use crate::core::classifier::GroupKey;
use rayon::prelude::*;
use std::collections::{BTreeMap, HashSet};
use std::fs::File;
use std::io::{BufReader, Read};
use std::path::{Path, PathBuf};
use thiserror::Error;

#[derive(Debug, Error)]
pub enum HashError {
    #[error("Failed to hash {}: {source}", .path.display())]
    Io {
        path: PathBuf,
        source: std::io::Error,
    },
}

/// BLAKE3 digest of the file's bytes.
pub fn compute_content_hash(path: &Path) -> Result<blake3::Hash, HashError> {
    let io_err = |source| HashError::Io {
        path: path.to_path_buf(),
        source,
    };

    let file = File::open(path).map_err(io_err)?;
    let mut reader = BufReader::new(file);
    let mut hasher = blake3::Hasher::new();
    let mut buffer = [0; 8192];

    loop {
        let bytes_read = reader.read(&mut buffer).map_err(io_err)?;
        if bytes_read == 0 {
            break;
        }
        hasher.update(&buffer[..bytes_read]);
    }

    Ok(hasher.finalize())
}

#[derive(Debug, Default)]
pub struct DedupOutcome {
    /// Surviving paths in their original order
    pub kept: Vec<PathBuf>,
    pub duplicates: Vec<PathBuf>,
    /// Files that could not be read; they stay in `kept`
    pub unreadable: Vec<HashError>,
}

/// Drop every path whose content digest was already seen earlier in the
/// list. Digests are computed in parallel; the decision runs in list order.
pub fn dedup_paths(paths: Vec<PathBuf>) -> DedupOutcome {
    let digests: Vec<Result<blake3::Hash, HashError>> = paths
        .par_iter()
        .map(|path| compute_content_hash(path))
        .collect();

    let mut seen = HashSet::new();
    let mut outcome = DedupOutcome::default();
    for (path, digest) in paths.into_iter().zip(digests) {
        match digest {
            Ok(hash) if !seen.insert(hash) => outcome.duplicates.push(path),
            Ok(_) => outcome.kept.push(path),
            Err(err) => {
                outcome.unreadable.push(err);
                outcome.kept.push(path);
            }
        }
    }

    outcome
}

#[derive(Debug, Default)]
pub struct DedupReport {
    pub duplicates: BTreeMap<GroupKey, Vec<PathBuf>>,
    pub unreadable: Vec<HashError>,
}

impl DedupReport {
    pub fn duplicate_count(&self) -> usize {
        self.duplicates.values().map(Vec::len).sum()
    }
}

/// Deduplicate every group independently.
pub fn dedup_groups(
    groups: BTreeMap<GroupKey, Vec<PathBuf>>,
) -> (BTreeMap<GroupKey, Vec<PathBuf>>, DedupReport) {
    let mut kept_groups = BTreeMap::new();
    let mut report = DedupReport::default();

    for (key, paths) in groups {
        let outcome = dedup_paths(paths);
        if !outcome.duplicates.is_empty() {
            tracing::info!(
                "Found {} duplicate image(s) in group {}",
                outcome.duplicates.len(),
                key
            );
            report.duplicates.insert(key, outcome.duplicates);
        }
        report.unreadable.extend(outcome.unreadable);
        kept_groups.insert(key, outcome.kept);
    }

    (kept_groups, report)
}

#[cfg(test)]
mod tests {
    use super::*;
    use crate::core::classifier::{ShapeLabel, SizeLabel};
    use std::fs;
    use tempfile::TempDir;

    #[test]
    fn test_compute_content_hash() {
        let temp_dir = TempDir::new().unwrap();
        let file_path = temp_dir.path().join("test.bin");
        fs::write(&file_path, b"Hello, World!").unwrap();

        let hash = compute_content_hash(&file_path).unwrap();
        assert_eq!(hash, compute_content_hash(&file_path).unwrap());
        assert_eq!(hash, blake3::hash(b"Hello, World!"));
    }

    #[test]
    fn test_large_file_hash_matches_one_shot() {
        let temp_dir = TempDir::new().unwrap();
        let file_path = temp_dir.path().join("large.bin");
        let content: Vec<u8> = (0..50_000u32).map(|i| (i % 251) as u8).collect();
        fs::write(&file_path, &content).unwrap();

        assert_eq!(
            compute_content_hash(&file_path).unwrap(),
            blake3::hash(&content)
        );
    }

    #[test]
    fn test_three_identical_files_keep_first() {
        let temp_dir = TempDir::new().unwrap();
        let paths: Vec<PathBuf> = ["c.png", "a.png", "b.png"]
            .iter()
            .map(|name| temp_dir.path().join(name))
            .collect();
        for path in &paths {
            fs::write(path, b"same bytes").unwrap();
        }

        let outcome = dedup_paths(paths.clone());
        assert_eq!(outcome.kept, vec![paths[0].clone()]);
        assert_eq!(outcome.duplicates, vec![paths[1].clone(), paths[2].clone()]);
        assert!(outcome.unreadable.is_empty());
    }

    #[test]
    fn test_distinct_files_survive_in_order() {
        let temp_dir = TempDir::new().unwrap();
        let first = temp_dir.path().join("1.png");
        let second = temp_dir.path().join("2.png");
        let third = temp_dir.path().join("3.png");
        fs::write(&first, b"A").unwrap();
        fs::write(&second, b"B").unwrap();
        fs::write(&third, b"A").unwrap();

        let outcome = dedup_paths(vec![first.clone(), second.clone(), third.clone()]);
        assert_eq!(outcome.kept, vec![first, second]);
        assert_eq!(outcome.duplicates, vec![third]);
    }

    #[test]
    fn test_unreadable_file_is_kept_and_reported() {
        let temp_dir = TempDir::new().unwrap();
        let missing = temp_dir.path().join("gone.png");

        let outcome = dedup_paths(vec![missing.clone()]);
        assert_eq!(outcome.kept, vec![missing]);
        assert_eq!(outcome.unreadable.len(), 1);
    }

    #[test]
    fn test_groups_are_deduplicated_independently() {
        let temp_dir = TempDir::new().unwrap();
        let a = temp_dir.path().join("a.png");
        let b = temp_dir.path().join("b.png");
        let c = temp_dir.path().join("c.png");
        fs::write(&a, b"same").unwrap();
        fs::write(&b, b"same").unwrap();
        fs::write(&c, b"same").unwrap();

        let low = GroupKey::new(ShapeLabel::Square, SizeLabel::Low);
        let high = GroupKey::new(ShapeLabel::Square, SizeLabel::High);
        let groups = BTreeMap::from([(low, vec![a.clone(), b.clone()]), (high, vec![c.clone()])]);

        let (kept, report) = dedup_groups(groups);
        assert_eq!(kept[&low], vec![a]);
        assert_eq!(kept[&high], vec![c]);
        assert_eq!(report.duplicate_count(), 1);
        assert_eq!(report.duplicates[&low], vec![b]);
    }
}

- **Activity**: All lines above that hold the string "every" should be copied.

- **The answer**:
/// Drop every path whose content digest was already seen earlier in the
/// Deduplicate every group independently.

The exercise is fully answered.